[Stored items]

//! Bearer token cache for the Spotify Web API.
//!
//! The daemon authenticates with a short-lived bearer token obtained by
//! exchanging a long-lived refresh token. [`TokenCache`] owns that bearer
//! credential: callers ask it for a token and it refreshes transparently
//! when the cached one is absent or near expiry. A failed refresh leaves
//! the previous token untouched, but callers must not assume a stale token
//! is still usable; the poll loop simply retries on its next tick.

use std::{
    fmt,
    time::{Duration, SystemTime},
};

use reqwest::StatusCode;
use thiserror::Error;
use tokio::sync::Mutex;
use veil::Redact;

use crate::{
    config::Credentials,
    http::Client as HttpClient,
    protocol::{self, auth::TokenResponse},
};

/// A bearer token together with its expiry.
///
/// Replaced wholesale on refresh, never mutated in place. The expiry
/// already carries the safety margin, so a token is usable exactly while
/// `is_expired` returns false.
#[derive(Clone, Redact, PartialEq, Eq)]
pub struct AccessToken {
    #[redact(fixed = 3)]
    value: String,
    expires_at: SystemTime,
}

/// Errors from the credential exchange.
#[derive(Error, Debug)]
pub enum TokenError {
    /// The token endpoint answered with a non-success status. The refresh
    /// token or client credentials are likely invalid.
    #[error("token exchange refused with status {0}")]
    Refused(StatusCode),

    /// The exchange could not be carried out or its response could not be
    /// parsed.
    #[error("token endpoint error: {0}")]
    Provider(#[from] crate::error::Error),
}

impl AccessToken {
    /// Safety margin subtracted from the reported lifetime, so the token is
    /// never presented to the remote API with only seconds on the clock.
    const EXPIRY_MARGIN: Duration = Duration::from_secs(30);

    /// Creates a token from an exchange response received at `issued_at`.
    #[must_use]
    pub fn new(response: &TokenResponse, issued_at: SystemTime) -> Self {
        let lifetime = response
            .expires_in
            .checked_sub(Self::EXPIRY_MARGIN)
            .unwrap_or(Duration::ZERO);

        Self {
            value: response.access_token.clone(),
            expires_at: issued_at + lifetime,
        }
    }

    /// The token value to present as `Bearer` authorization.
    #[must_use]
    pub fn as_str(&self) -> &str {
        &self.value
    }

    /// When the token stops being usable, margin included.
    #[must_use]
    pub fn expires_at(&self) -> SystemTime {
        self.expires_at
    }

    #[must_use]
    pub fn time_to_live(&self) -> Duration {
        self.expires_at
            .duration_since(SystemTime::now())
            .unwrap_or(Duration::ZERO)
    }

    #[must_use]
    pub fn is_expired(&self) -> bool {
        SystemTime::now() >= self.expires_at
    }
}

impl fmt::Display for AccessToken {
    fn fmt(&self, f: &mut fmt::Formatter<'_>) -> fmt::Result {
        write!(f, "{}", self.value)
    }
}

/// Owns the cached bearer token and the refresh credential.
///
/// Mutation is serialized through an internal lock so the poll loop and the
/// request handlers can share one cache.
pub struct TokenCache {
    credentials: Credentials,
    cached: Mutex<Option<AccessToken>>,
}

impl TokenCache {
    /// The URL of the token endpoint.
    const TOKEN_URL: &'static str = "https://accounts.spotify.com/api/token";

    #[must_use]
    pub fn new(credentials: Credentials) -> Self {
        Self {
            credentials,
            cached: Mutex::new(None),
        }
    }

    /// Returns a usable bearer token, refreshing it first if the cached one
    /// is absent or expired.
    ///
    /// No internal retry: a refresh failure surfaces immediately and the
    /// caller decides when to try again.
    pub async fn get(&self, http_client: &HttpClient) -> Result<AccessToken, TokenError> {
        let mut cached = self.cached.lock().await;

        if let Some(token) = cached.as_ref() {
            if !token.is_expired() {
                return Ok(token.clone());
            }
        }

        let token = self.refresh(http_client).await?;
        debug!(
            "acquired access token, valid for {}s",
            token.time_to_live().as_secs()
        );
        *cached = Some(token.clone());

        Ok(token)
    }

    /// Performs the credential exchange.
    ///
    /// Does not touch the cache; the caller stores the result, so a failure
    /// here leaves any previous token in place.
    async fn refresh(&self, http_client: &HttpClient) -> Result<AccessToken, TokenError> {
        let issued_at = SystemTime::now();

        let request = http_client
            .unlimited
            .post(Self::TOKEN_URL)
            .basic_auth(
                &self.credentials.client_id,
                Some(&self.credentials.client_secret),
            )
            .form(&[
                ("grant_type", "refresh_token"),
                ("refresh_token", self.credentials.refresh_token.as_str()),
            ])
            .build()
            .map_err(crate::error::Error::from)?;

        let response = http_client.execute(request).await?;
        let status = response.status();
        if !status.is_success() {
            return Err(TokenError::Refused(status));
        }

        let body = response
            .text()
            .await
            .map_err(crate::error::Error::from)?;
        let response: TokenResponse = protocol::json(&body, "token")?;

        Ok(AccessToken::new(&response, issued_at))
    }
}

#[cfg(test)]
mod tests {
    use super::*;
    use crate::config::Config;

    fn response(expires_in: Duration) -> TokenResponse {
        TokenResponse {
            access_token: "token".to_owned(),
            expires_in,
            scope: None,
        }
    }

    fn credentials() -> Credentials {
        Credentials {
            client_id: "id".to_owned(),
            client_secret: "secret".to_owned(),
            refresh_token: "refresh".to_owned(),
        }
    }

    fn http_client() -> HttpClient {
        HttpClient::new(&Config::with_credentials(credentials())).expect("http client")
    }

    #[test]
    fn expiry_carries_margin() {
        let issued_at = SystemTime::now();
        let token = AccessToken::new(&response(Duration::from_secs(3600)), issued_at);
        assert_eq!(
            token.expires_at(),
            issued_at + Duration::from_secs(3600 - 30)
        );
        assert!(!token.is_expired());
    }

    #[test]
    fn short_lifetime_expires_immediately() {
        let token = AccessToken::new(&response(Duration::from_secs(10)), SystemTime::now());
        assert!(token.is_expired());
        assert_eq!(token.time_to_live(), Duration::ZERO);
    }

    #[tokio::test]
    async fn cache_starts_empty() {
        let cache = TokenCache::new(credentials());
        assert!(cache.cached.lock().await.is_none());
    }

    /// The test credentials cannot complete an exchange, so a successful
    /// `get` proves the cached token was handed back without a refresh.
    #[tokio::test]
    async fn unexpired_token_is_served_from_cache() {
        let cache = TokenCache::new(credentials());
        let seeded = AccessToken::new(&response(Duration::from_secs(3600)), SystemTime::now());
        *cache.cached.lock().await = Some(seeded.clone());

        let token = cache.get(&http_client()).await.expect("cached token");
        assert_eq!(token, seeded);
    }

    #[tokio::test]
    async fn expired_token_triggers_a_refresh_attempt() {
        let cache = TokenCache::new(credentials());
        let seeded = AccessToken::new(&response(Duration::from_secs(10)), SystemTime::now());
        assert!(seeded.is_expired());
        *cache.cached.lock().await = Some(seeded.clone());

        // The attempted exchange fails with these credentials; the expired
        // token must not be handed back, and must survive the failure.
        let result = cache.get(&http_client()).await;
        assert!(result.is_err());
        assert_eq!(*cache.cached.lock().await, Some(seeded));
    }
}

* * *

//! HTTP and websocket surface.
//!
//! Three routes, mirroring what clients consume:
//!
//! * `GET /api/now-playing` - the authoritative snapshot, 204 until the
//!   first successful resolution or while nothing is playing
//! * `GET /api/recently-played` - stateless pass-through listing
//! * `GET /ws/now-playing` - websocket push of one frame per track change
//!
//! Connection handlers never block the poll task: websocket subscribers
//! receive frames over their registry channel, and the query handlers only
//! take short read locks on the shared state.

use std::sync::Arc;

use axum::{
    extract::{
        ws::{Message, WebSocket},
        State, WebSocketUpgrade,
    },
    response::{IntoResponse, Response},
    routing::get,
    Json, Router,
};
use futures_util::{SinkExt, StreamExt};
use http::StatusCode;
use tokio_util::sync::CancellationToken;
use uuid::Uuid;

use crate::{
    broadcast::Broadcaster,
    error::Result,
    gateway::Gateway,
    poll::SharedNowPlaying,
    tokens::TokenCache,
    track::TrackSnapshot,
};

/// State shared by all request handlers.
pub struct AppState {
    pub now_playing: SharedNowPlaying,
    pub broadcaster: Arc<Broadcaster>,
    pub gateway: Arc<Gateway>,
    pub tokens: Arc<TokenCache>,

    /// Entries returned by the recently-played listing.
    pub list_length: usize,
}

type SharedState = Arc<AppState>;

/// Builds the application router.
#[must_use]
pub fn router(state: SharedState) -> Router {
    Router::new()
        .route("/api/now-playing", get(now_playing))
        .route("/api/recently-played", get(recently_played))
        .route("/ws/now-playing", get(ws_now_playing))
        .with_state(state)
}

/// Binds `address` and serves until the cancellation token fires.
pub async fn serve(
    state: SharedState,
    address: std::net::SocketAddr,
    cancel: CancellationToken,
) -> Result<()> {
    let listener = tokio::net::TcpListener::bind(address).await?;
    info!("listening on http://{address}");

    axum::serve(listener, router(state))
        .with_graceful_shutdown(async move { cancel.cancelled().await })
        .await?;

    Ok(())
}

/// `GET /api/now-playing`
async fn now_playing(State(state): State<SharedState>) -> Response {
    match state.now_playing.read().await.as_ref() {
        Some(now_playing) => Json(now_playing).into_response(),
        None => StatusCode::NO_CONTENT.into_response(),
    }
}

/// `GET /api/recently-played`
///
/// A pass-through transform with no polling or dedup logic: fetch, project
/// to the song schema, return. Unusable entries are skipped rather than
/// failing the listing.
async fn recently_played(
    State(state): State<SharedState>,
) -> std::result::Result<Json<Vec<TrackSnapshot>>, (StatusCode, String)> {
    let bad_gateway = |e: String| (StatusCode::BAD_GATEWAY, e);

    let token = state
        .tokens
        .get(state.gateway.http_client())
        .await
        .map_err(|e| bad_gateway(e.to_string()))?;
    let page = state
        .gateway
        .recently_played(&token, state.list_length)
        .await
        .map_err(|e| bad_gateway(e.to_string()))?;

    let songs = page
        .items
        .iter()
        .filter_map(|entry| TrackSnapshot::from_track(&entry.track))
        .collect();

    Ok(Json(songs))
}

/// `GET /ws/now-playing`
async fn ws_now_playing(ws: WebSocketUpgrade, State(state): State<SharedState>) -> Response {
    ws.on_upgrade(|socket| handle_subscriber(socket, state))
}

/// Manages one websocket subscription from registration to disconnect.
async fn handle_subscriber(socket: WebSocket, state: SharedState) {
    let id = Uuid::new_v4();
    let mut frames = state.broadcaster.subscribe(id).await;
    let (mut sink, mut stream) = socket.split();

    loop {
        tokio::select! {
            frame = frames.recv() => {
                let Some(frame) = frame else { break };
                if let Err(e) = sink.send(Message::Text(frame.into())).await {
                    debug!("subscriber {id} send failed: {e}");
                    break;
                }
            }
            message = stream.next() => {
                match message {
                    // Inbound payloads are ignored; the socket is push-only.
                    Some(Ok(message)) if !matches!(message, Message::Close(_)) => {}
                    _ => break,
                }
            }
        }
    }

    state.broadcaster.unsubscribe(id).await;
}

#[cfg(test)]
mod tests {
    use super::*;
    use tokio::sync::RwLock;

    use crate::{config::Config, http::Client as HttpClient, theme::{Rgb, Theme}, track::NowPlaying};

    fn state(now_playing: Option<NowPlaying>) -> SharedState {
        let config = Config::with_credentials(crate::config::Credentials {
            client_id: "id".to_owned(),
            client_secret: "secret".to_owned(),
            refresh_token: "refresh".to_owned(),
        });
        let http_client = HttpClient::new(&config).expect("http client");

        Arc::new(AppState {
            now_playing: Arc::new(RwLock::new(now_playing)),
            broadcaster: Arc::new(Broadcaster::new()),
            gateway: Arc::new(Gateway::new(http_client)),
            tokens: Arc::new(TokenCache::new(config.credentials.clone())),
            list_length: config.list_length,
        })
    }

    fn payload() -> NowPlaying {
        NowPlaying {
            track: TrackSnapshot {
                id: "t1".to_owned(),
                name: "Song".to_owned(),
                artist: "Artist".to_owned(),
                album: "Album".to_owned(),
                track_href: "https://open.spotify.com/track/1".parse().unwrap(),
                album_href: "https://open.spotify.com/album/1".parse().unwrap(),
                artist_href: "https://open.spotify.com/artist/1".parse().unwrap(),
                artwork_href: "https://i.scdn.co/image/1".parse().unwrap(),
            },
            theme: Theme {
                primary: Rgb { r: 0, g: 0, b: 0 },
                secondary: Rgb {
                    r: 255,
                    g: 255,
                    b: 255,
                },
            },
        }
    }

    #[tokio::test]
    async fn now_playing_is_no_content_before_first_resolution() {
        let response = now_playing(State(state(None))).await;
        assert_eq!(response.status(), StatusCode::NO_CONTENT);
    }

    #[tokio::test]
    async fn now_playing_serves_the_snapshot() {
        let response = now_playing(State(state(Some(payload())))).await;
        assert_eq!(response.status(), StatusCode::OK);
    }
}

→ **PROBLEM REQUIREMENTS**
Count of lines with "callers": please work it out for the entries above and give the number by itself.

→ **ANSWER FOR THIS EXERCISE**
2